Nous accueillons M. Ahmet Insel, économiste et politologue, enseignant à l'université Paris I et à l'Université de Galatasaray, et M. Didier Billion, directeur adjoint de l'Institut de Relations Internationales et Stratégiques et spécialiste du Moyen-Orient et de la Turquie, pour une réunion consacrée à la situation dans ce pays. Merci d'avoir accepté notre invitation.

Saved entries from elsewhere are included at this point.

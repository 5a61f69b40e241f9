//! In-process driver support.
//!
//! Some drivers ship compiled into the host rather than as subprocesses.
//! They register through the same manager and registry as plugins, before
//! any plugin directory is scanned, and serve opens without any wire
//! round trip.

use sqlward_types::{DriverConfig, DriverMetas};

use crate::error::DriverError;
use crate::facade::Driver;

/// Factory for an in-process driver.
pub trait DriverFactory: Send + Sync {
    /// Produces the driver's capability descriptor. Called once at
    /// registration; the result is immutable thereafter.
    fn metas(&self) -> DriverMetas;

    /// Opens a driver for one task.
    ///
    /// # Errors
    ///
    /// Returns a [`DriverError`] when the driver cannot be opened, e.g. the
    /// configured database is unreachable.
    fn open(&self, config: &DriverConfig) -> Result<Box<dyn Driver>, DriverError>;

    /// Releases factory-wide resources at host shutdown.
    ///
    /// # Errors
    ///
    /// Returns a [`DriverError`] when teardown fails; the manager logs and
    /// continues.
    fn stop(&self) -> Result<(), DriverError> {
        Ok(())
    }
}
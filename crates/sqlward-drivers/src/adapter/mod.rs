//! Protocol adapters behind the unified facade.
//!
//! The protocol a plugin speaks is decided once, at load time, by the
//! handshake; afterwards the installed adapter never changes. The closed
//! [`PluginAdapter`] variant keeps that decision explicit: a plugin is
//! driven by the V1 adapter, the V2 adapter, or an in-process factory, and
//! nothing else.

mod v1;
mod v2;

use std::sync::Arc;

use sqlward_types::{DriverConfig, DriverMetas};

pub use self::v1::AdapterV1;
pub use self::v2::AdapterV2;

use crate::builtin::DriverFactory;
use crate::error::DriverError;
use crate::facade::Driver;

/// Log target shared by the adapters.
pub(crate) const ADAPTER_TARGET: &str = "sqlward_drivers::adapter";

/// The installed backend for one registered plugin.
pub enum PluginAdapter {
    /// Legacy three-service plugin.
    V1(AdapterV1),
    /// Session-scoped single-service plugin.
    V2(AdapterV2),
    /// In-process driver compiled into the host.
    BuiltIn(Arc<dyn DriverFactory>),
}

impl PluginAdapter {
    /// Returns a copy of the capability descriptor captured at
    /// registration.
    #[must_use]
    pub fn metas(&self) -> DriverMetas {
        match self {
            Self::V1(adapter) => adapter.metas().clone(),
            Self::V2(adapter) => adapter.metas().clone(),
            Self::BuiltIn(factory) => factory.metas(),
        }
    }

    /// Opens a driver for one task.
    ///
    /// # Errors
    ///
    /// Returns a [`DriverError`] when the open fails.
    pub fn open(&self, config: &DriverConfig) -> Result<Box<dyn Driver>, DriverError> {
        match self {
            Self::V1(adapter) => adapter.open(config),
            Self::V2(adapter) => adapter.open(config),
            Self::BuiltIn(factory) => factory.open(config),
        }
    }

    /// Releases adapter-wide resources at host shutdown. Idempotent.
    ///
    /// # Errors
    ///
    /// Returns a [`DriverError`] when teardown fails; the manager logs and
    /// continues with the remaining plugins.
    pub fn stop(&self) -> Result<(), DriverError> {
        match self {
            Self::V1(_) => Ok(()),
            Self::V2(adapter) => {
                adapter.stop();
                Ok(())
            }
            Self::BuiltIn(factory) => factory.stop(),
        }
    }
}

impl std::fmt::Debug for PluginAdapter {
    fn fmt(&self, f: &mut std::fmt::Formatter<'_>) -> std::fmt::Result {
        match self {
            Self::V1(adapter) => f.debug_tuple("V1").field(adapter).finish(),
            Self::V2(adapter) => f.debug_tuple("V2").field(adapter).finish(),
            Self::BuiltIn(_) => f.debug_tuple("BuiltIn").finish(),
        }
    }
}
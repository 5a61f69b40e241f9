//! Shared data model for the sqlward driver subsystem.
//!
//! This crate defines the vocabulary that the host, the wire protocol, and
//! the protocol adapters all speak: rule severity levels and their total
//! order, audit rules with localised descriptions, the audit-result
//! aggregator, connection descriptors, parsed statements, tabular results,
//! and the per-plugin capability descriptor ([`DriverMetas`]).
//!
//! Everything here is plain data. Process management and wire encoding live
//! in the `sqlward-drivers` and `sqlward-wire` crates respectively; both
//! depend on this crate and never the other way around.

mod audit;
mod dsn;
mod exec;
mod i18n;
mod level;
mod metas;
mod params;
mod rule;
mod statement;
mod tabular;

pub use self::audit::{AuditResult, AuditResults};
pub use self::dsn::{DriverConfig, Dsn};
pub use self::exec::{EstimatedAffectRows, ExecResult};
pub use self::i18n::{DEFAULT_LANG, I18nStr};
pub use self::level::{ParseRuleLevelError, RuleLevel};
pub use self::metas::{DriverMetas, OptionalModule};
pub use self::params::{Param, ParamKind, Params};
pub use self::rule::{Rule, RuleInfo};
pub use self::statement::{Node, SQL_KIND_DDL, SQL_KIND_DML, SQL_KIND_DQL};
pub use self::tabular::{
    ExplainResult, QueryResult, Table, TableMeta, TableMetaItem, TabularData, TabularDataHead,
};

La Turquie compte parmi les vingt premières puissances mondiales, et demeure, malgré des fragilités, un partenaire économique de premier plan, dont le dynamisme et l'intégration à l'économie mondiale au cours de la dernière décennie ont suscité l'enthousiasme des observateurs extérieurs. D'aucuns estiment que les soubresauts de sa politique intérieure font obstacle à l'affirmation de ce grand pays comme puissance régionale et mondiale. Vous nous direz si vous partagez ce point de vue.
Sur le plan interne, l'AKP a remporté, avec 45,5 % des suffrages, les élections municipales de mars dernier. Cette victoire relative pourrait-elle selon vous inciter M. Erdogan à poursuivre sur la voie d'une dérive autoritaire facilitée par la faiblesse de l'opposition ? Ou bien pensez-vous que, malgré ce résultat, nous assistons à la fin du chapitre ouvert en 2002, marqué par le règne sans conteste de l'AKP, pour entrer dans une bataille de succession et une véritable recomposition du paysage politique ?
Selon le rapport de suivi de l'élargissement de la Commission européenne d'octobre 2013, le respect des droits fondamentaux continuerait d'être source de sérieuses préoccupations, la question kurde demeurerait un défi clé pour la démocratie turque, et le droit à un procès équitable serait remis en cause par le cadre légal pour les affaires de terrorisme et de crime organisé. Quel regard portez-vous sur cette analyse ?
J'ai pour ma part la conviction qu'il faut tenir un équilibre entre la fermeté et le dialogue et, surtout, arrimer la Turquie à l'Europe. Les négociations d'adhésion ont repris le 5 novembre 2013, avec l'ouverture d'un nouveau chapitre relatif à la politique régionale. Le Gouvernement français a annoncé, suite à la visite d'Etat du Président de la République en janvier dernier, son intention de lever les réserves sur l'ouverture de deux chapitres relatifs à la séparation des pouvoirs et au pouvoir judiciaire. Pensez-vous que cette ouverture sera de nature à accompagner le pays dans ses réformes ?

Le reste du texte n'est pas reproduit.